Mother Knows Best: son loses 4 year legal battle with his mother over £6m estate

9th April 2020 Will Disputes

A recent case has seen a mother and son go head to head in court over an estate worth approximately £6m, of which the mother argued she was entitled to £2.5m as a retiring partner of the families farming partnership.

Davis Horsford and Marion Horsford were married until their divorce in 2011, and have 3 children: a son, Peter Horsford, and 2 daughters.

In 2016, Mrs Horsford sought to retire from the family farming partnership, of which Peter was also a member. Mrs Horsford valued her share in the partnership at £2.52m and asked for Peter to pay this out of the partnership, with the intention to leave the money to her 2 daughters. Peter had already substantially benefitted financially from the profits of the partnership and was gifted the farmhouse to live in years earlier by his mother. Peter, however, argued that promises had been made that he would inherit the entire farming business when his parents died and therefore Mrs Horsford was not entitled to a “single penny” for her share.

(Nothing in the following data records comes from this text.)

use std::time::Duration;

use chrono::NaiveDate;
use chrono_tz::Tz;
use clap::{Args as ClapArgs, Parser, Subcommand};
use engine::{AddOn, Money};
use serde::Deserialize;

use crate::error::{AppError, Result};

const DEFAULT_CONFIG_PATH: &str = "config/glamp_desk.toml";

#[derive(Debug, Clone, Deserialize)]
#[serde(default)]
pub struct AppConfig {
    pub base_url: String,
    /// IANA name; "today" for the check-in rule is taken in this zone.
    pub timezone: String,
    pub debounce_ms: u64,
    pub request_timeout_secs: u64,
    /// Guest ceiling while the selected glamp reports no capacity.
    pub default_max_guests: u32,
    pub level: String,
    pub add_ons: Vec<AddOnConfig>,
}

#[derive(Debug, Clone, Deserialize)]
pub struct AddOnConfig {
    pub id: String,
    pub name: String,
    /// Price in major units, e.g. `"25"` or `"12.50"`.
    pub price: String,
}

impl Default for AppConfig {
    fn default() -> Self {
        Self {
            base_url: "http://127.0.0.1:3000/api".to_string(),
            timezone: "Europe/Rome".to_string(),
            debounce_ms: 400,
            request_timeout_secs: 10,
            default_max_guests: 10,
            level: "info".to_string(),
            add_ons: vec![
                AddOnConfig {
                    id: "breakfast".to_string(),
                    name: "Breakfast basket".to_string(),
                    price: "25".to_string(),
                },
                AddOnConfig {
                    id: "firewood".to_string(),
                    name: "Firewood bundle".to_string(),
                    price: "15".to_string(),
                },
            ],
        }
    }
}

impl AppConfig {
    pub fn debounce(&self) -> Duration {
        Duration::from_millis(self.debounce_ms)
    }

    pub fn request_timeout(&self) -> Duration {
        Duration::from_secs(self.request_timeout_secs)
    }

    pub fn timezone(&self) -> Result<Tz> {
        self.timezone
            .parse::<Tz>()
            .map_err(|err| AppError::Setting(format!("timezone {:?}: {err}", self.timezone)))
    }

    /// Current calendar date in the configured timezone.
    pub fn today(&self) -> Result<NaiveDate> {
        let tz = self.timezone()?;
        Ok(chrono::Utc::now().with_timezone(&tz).date_naive())
    }

    pub fn add_on_catalog(&self) -> Result<Vec<AddOn>> {
        self.add_ons
            .iter()
            .map(|entry| {
                let price = entry
                    .price
                    .parse::<Money>()
                    .map_err(|err| AppError::Setting(format!("add-on {}: {err}", entry.id)))?;
                Ok(AddOn {
                    id: entry.id.clone(),
                    name: entry.name.clone(),
                    price,
                })
            })
            .collect()
    }
}

#[derive(Debug, Parser)]
#[command(name = "glamp_desk", disable_version_flag = true)]
pub struct Args {
    /// Optional config file path (TOML).
    #[arg(long)]
    pub config: Option<String>,
    /// Override base URL (e.g. http://127.0.0.1:3000/api).
    #[arg(long)]
    pub base_url: Option<String>,
    /// Override timezone (IANA name).
    #[arg(long)]
    pub timezone: Option<String>,
    /// Override log level.
    #[arg(long)]
    pub level: Option<String>,
    #[command(subcommand)]
    pub command: Command,
}

#[derive(Debug, Subcommand)]
pub enum Command {
    /// List bookable glamps.
    Catalog,
    /// Check whether a glamp is free for a stay.
    Check(StayArgs),
    /// Create a booking.
    Book(BookArgs),
}

#[derive(Debug, Clone, ClapArgs)]
pub struct StayArgs {
    #[arg(long)]
    pub glamp: String,
    /// Check-in date (YYYY-MM-DD).
    #[arg(long)]
    pub check_in: NaiveDate,
    /// Check-out date (YYYY-MM-DD).
    #[arg(long)]
    pub check_out: NaiveDate,
}

#[derive(Debug, Clone, ClapArgs)]
pub struct BookArgs {
    #[command(flatten)]
    pub stay: StayArgs,
    /// Out-of-range values are clamped to the glamp capacity.
    #[arg(long, default_value_t = 1, allow_negative_numbers = true)]
    pub guests: i64,
    #[arg(long)]
    pub name: String,
    #[arg(long)]
    pub email: String,
    #[arg(long)]
    pub phone: String,
    /// Add-on id; repeat for more than one.
    #[arg(long = "add-on")]
    pub add_ons: Vec<String>,
    #[arg(long)]
    pub requests: Option<String>,
}

/// Layers the TOML file, `GLAMP_DESK_*` variables and CLI flags, later
/// sources winning.
pub fn load(args: &Args) -> Result<AppConfig> {
    load_with_env(args, None)
}

/// `env` replaces the process environment when given.
fn load_with_env(args: &Args, env: Option<config::Map<String, String>>) -> Result<AppConfig> {
    let config_path = args.config.as_deref().unwrap_or(DEFAULT_CONFIG_PATH);
    let mut builder = config::Config::builder();
    builder = builder.add_source(config::File::with_name(config_path).required(false));
    builder = builder.add_source(config::Environment::with_prefix("GLAMP_DESK").source(env));
    let mut settings: AppConfig = builder.build()?.try_deserialize()?;

    if let Some(base_url) = &args.base_url {
        settings.base_url = base_url.clone();
    }
    if let Some(timezone) = &args.timezone {
        settings.timezone = timezone.clone();
    }
    if let Some(level) = &args.level {
        settings.level = level.clone();
    }

    Ok(settings)
}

During the trial, Peter suggested that he had given up his life to work on the farm and should receive everything from the partnership. He dismissed his mother’s claim and maintained that his mother was already wealthy enough and that she had ‘reneged on her lifetime of assurances’ after she divorced his father in 2011, which he had relied upon since a very young age. Peter pleaded with the judge that he had been 'groomed” since he was a schoolboy to eventually take over the farm from his father. Mrs Horsford accepted that she may have made promises about her share in the partnership going to her son but it was always her intention for the three children to be treated equally. Peter’s father was unable to comment at the hearing on any promises made due to suffering from dementia.

Judge Rosen explained in his ruling that he needed to deal with “questions as to the partnership and of fairness and equality as between the three siblings”. In his judgment, Rosen placed significant emphasis on the fact that Peter had not worked on the farm “to his detriment” and had actually profited immensely, both financially, and by living in the Farmhouse worth over £2m - “Peter had benefited substantially from the choice he made to farm with his parents and all that followed.” The Judge also found that the entries Mrs Horsford had made in her diary over the years showed that she had never lost sight of her desire to treat all her children equally.

The court ruled that any promises made in the past which Peter claimed to have relied upon were not legally binding and the court ordered Peter to pay his mother £2.52m, even if that meant that the farm would need to be sold.

This case highlights the difficulties that can arise where family businesses do not have formal written agreements, with the courts seeing a steep rise in proprietary estoppel cases involving the family farming industry in particular. Seeking legal advice at an early stage can go a long way in reaching an agreed resolution between family members and as such preserving some form of relationship between the parties and significant reducing the costs, time and stress that follows with court proceedings. Such disputes by their very nature inevitably will cause a significant breakdown in family relationships, not to mention the substantial legal costs to the family estate that has often been built over multiple generations. Whilst it appears to have been Mrs Horsford’s intention to treat her children equally, it would not be surprising to find that a knock on effect of these proceedings by her son would be that she now takes steps to exclude him from benefitting from her estate altogether within her will, which may mean he incurs further legal costs in any challenge he chooses to pursue an against her estate on death. Perhaps he would have been better advised to accept an equal share with his siblings and maintain family harmony rather than to litigate with his own mother, who clearly “knew best”.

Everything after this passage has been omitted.